BrieAndChilli Tue 15-Dec-15 09:28:53

So no one expects spend xmas with us and vice versa, 2 years ago after BIL died MIL wasn't up to celebrating so we stayed home, last year everyone came to us and we had a housefull. This year it's just us again as I've been working 2 jobs as have had an overlap of 2 months so didn't want to have to think about anything other than relaxin on the sofa. We aren't even having a roast this year! Kids voted for a buffet. We are going to my sisters for new year so will have the family party then

princessconsuelabannahammock Tue 15-Dec-15 09:49:37

We are having xmas at home for the first year and i am very excited so watching with interest. We have some relatives over.

The reason why we have done this as last few years we have spent at mums and its so regimented and she is a total martyr - it sucks all the joy out of it.
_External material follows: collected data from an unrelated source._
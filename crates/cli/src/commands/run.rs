//! `dossier run` — Single-instruction or interactive research mode.

use dossier_agent::{RunOptions, Workflow, WorkflowResult};
use dossier_config::AppConfig;
use dossier_core::Error;
use tokio::io::{AsyncBufReadExt, BufReader};

pub async fn run(
    message: Option<String>,
    max_iterations: Option<u32>,
    quiet: bool,
    json: bool,
) -> Result<(), Box<dyn std::error::Error>> {
    let config = AppConfig::load().map_err(|e| Error::Config {
        message: e.to_string(),
    })?;

    if config.needs_api_key() && !config.has_api_key() {
        eprintln!();
        eprintln!("  ERROR: No API key configured!");
        eprintln!();
        eprintln!("  Set one of these environment variables:");
        eprintln!("    DOSSIER_API_KEY       (generic)");
        eprintln!("    HUGGINGFACE_API_KEY   (or HF_TOKEN, for the Hugging Face router)");
        eprintln!("    OPENAI_API_KEY        (for OpenAI-compatible endpoints)");
        eprintln!();
        eprintln!("  Or add it to your config file:");
        eprintln!("    {}", AppConfig::config_path().display());
        eprintln!();
        return Err("No API key found. See above for setup instructions.".into());
    }

    let (generator, registry) = super::build_runtime(&config)?;
    let workflow = Workflow::from_config(generator, registry, &config);

    let options = RunOptions {
        max_iterations,
        verbose: Some(config.agent.verbose && !quiet),
    };

    if let Some(instruction) = message {
        let result = workflow.run(&instruction, options).await?;
        print_result(&result, json)?;
        return Ok(());
    }

    // Interactive mode
    println!();
    println!("  Dossier — Interactive Mode");
    println!();
    println!("  Provider:  {}", config.llm.provider);
    println!("  Model:     {}", config.llm.model);
    println!("  Tools:     {}", workflow.registry().names().join(", "));
    println!();
    println!("  Type an instruction and press Enter.");
    println!("  Type 'exit' or Ctrl+D to quit.");
    println!();

    let mut lines = BufReader::new(tokio::io::stdin()).lines();
    loop {
        eprint!("  You > ");
        let Some(line) = lines.next_line().await? else {
            break;
        };
        let instruction = line.trim();
        if instruction.is_empty() {
            continue;
        }
        if matches!(instruction, "exit" | "quit") {
            break;
        }

        match workflow.run(instruction, options).await {
            Ok(result) => print_result(&result, json)?,
            Err(e) => eprintln!("  Error: {e}"),
        }
    }

    Ok(())
}

fn print_result(result: &WorkflowResult, json: bool) -> dossier_core::Result<()> {
    if json {
        println!("{}", serde_json::to_string_pretty(result)?);
        return Ok(());
    }

    println!("{}", result.text);
    eprintln!(
        "  [{} — {} iteration(s), {} tool call(s)]",
        result.terminal_reason, result.iterations, result.tool_calls
    );
    Ok(())
}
My plan is to let the day flow, as much food prepared before the big day as poss and no driving all over the place trying to squeeze visits in.

I intend to spend the day playing with kids, eating nice food and drinking baileys.

ElfontheShelfIsWATCHINGYOUTOO Tue 15-Dec-15 14:38:11

I think keeping tads quite loose works well, so other people can come at the last min, and not fall into a massive sticky web of traditions that cannot under any circs be broken fgrin

i tried to make a trad of going to the nutcracker every year, we went two on the trot and DD said mummy, why every year!! why! I have to admit I am nutcrackerd out now too, but I have it on digi box, so played it while putting tree up which was lovely.

Wagglebees Wed 16-Dec-15 01:51:45

Bessie There's only me and DH at Christmas and we have a brilliant, relaxed time. Your DC will love it no matter who else is there because their Mum and Dad are with them. When I was a child I only had one grandparent who came in the afternoon of Christmas Day and it was lovely but no less fun and exciting in the morning before they arrived. flowers

Agree with pp about music. I've been to in laws houses where it's silent whoever someone stops talking and cold. Background music and put the fire on! Definitely a relaxed atmosphere is essential. Nothing has to be done to a time table, nothing has to be perfect.

Wagglebees Wed 16-Dec-15 01:53:39

And unless you love cooking, if it can be bought ready prepared from M&S/Waitrose/wherever, save yourself time and potential stress and just buy it.

LibidinousTurkey Wed 16-Dec-15 03:16:47

As a child I think the "amazing" things you are looking for probably come from the accumulation of little treats rather than one big thing as a whole.
So for example if we had a fruit platter every Christmas breakfast, the thing that would make it amazing for DS would be if there were strawberries, blueberries and raspberries on it. I will buy these in the summer but not all at the same time, and in the winter I normally refuse to pay the price. It's small things like that which make the overall experience amazing IMO fsmile

katienana Wed 16-Dec-15 07:31:19

Smile lots and be welcoming all year round for a start.
Thinking about it its the people that make it. But plenty of booze, and a good variety of it help (wine, fizz, beer, baileys gin vodka amaretto, plus Schloer, diet coke, soda water, juice). Nibbles and an open fridge policy. A nice bed to sleep in. Plenty of seats. Hot water and heating. Clean and nice smelling rooms. Dh parents have just redecorated the guest room at last and I'm looking forward to visiting much more as a consequence.